Todays repair is a Kubota M9960 with the customer complaint of an engine noise. The driver also complained of a lack of power.
Checked engine for low power and making noise. Hooked up laptop and found no codes present. Engine has slight misfire with no load. Did injector cutout test and found #4 cylinder had no change when injector was disabled.
In the shop, I removed the injectors and checked engine compression. Compression was low but within specifications. I sent the injectors to the pump shop to be tested. Injector #4 was stuck and all the other injectors were below specifications. I ordered replacement injectors.

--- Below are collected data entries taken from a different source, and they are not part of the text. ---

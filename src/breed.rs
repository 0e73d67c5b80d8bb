// 🐄 Breed Matcher - raw chat token → canonical breed name
//
// Every account configures its own breeds ("nelore" with synonyms
// "nel, nelori"), merged with the global breed list. Loaded per request.

use anyhow::Result;
use rusqlite::Connection;
use serde::{Deserialize, Serialize};
use tracing::debug;

use crate::db;
use crate::sanitize::split_and_trim;

/// Breed row: canonical name plus comma-separated synonyms
#[derive(Debug, Clone, PartialEq, Serialize, Deserialize)]
pub struct Breed {
    pub name: String,
    pub matches: String,
}

impl Breed {
    pub fn new(name: &str, matches: &str) -> Self {
        Breed {
            name: name.to_string(),
            matches: matches.to_string(),
        }
    }

    /// Synonyms, lower-cased
    pub fn synonyms(&self) -> Vec<String> {
        split_and_trim(&self.matches.to_lowercase())
    }

    /// Case-insensitive exact match against the name or any synonym
    pub fn matches(&self, text: &str) -> bool {
        let text = text.trim().to_lowercase();
        if text.is_empty() {
            return false;
        }
        self.name.trim().to_lowercase() == text || self.synonyms().iter().any(|s| *s == text)
    }
}

/// Read-only breed lookup for one account
#[derive(Debug, Clone, Default)]
pub struct BreedMatcher {
    breeds: Vec<Breed>,
}

impl BreedMatcher {
    pub fn new() -> Self {
        BreedMatcher { breeds: Vec::new() }
    }

    /// Create a matcher from breeds already in memory
    pub fn from_breeds(breeds: Vec<Breed>) -> Self {
        BreedMatcher { breeds }
    }

    /// Load the account's breeds plus the global ones
    pub fn load(conn: &Connection, account: &str) -> Result<Self> {
        let breeds = db::load_breeds(conn, account)?;
        debug!(account, count = breeds.len(), "breeds loaded");
        Ok(BreedMatcher { breeds })
    }

    /// Canonical name for a raw token, if any breed claims it
    pub fn match_breed(&self, text: &str) -> Option<&str> {
        let found = self.breeds.iter().find(|b| b.matches(text))?;
        debug!(breed = %found.name, text, "breed matched");
        Some(found.name.as_str())
    }

    pub fn is_valid(&self, name: &str) -> bool {
        self.match_breed(name).is_some()
    }

    /// Canonical names in load order (duplicates kept)
    pub fn names(&self) -> Vec<String> {
        self.breeds.iter().map(|b| b.name.clone()).collect()
    }

    pub fn len(&self) -> usize {
        self.breeds.len()
    }

    pub fn is_empty(&self) -> bool {
        self.breeds.is_empty()
    }
}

I installed the injectors and ran the tractor on the dynamometer. The horsepower was low (hard to see in the photo because of my reflection but it reads 77 hp).

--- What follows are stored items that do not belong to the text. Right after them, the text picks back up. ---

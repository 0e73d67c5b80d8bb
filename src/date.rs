// 📅 Dates typed in chat ("15/3", "15/03/2025") mapped onto UTC

use chrono::{Datelike, NaiveDate, SecondsFormat, TimeZone, Utc};

use crate::sanitize::{parse_day_month, sanitize_line};

/// Map a month/day onto the current UTC year, RFC 3339 at midnight.
/// Returns None for dates that do not exist (31/2, 0/5, ...).
pub fn month_day_to_utc(month: u32, day: u32) -> Option<String> {
    ymd_to_utc(Utc::now().year(), month, day)
}

fn ymd_to_utc(year: i32, month: u32, day: u32) -> Option<String> {
    let date = NaiveDate::from_ymd_opt(year, month, day)?;
    let midnight = date.and_hms_opt(0, 0, 0)?;
    Some(
        Utc.from_utc_datetime(&midnight)
            .to_rfc3339_opts(SecondsFormat::Secs, true),
    )
}

/// Recognize a line holding nothing but a date: `d/m`, `d/m/yy` or `d/m/yyyy`
pub fn parse_as_date_line(line: &str) -> Option<String> {
    let line = sanitize_line(line);
    if line.is_empty() || line.contains(' ') {
        return None;
    }

    let parts: Vec<&str> = line.split('/').collect();
    match parts.as_slice() {
        [_, _] => {
            let (day, month) = parse_day_month(&line)?;
            month_day_to_utc(month, day)
        }
        [day, month, year] => {
            let day: u32 = day.parse().ok()?;
            let month: u32 = month.parse().ok()?;
            let year: i32 = match year.len() {
                2 => 2000 + year.parse::<i32>().ok()?,
                4 => year.parse().ok()?,
                _ => return None,
            };
            ymd_to_utc(year, month, day)
        }
        _ => None,
    }
}

#[cfg(test)]
mod tests {
    use super::*;

    #[test]
    fn test_month_day_to_utc_current_year() {
        let year = Utc::now().year();
        assert_eq!(
            month_day_to_utc(3, 15),
            Some(format!("{}-03-15T00:00:00Z", year))
        );
    }

    #[test]
    fn test_month_day_to_utc_rejects_impossible_dates() {
        assert_eq!(month_day_to_utc(2, 31), None);
        assert_eq!(month_day_to_utc(13, 1), None);
        assert_eq!(month_day_to_utc(5, 0), None);
    }

    #[test]
    fn test_parse_as_date_line() {
        let year = Utc::now().year();
        assert_eq!(
            parse_as_date_line(" 15/3 "),
            Some(format!("{}-03-15T00:00:00Z", year))
        );
        assert_eq!(
            parse_as_date_line("01/02/2024"),
            Some("2024-02-01T00:00:00Z".to_string())
        );
        assert_eq!(
            parse_as_date_line("1/2/24"),
            Some("2024-02-01T00:00:00Z".to_string())
        );
    }

    #[test]
    fn test_parse_as_date_line_rejects_other_lines() {
        assert_eq!(parse_as_date_line("15/3 20mm"), None);
        assert_eq!(parse_as_date_line("88888 m angus"), None);
        assert_eq!(parse_as_date_line(""), None);
        assert_eq!(parse_as_date_line("1/2/345"), None);
    }
}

I checked for fuel restriction and found low flow to the strainer. The I blew in tank with compressed air to push the restriction out. Next, I checked fuel pressure and found the pressure would drop to 0 psi above 1500 rpm. The photo shows the setup I used. The vacuum gauge to check for restricted inlet, a clear hose to check for air, and a pressure transducer hooked to a graphing meter to read pressure.
Checked power supply to lift pump and found good. I used a current clamp to measure current to the lift pump. With the meter set to read two channels, I can graph current and pressure at the same time. This is helpful to quickly determine of I have a power of pressure problem, and I can record the results for later use.
Replaced lift pump. Rechecked fuel pressure. Pressure now normal. Ran on dynamometer and found 83 hp (rated at 89). The horsepower is still lower than normal because of the low compression. This is as far as the customer wants to go on this one. The cure for low compression is a replacement engine, and that is very expensive to gain six horsepower.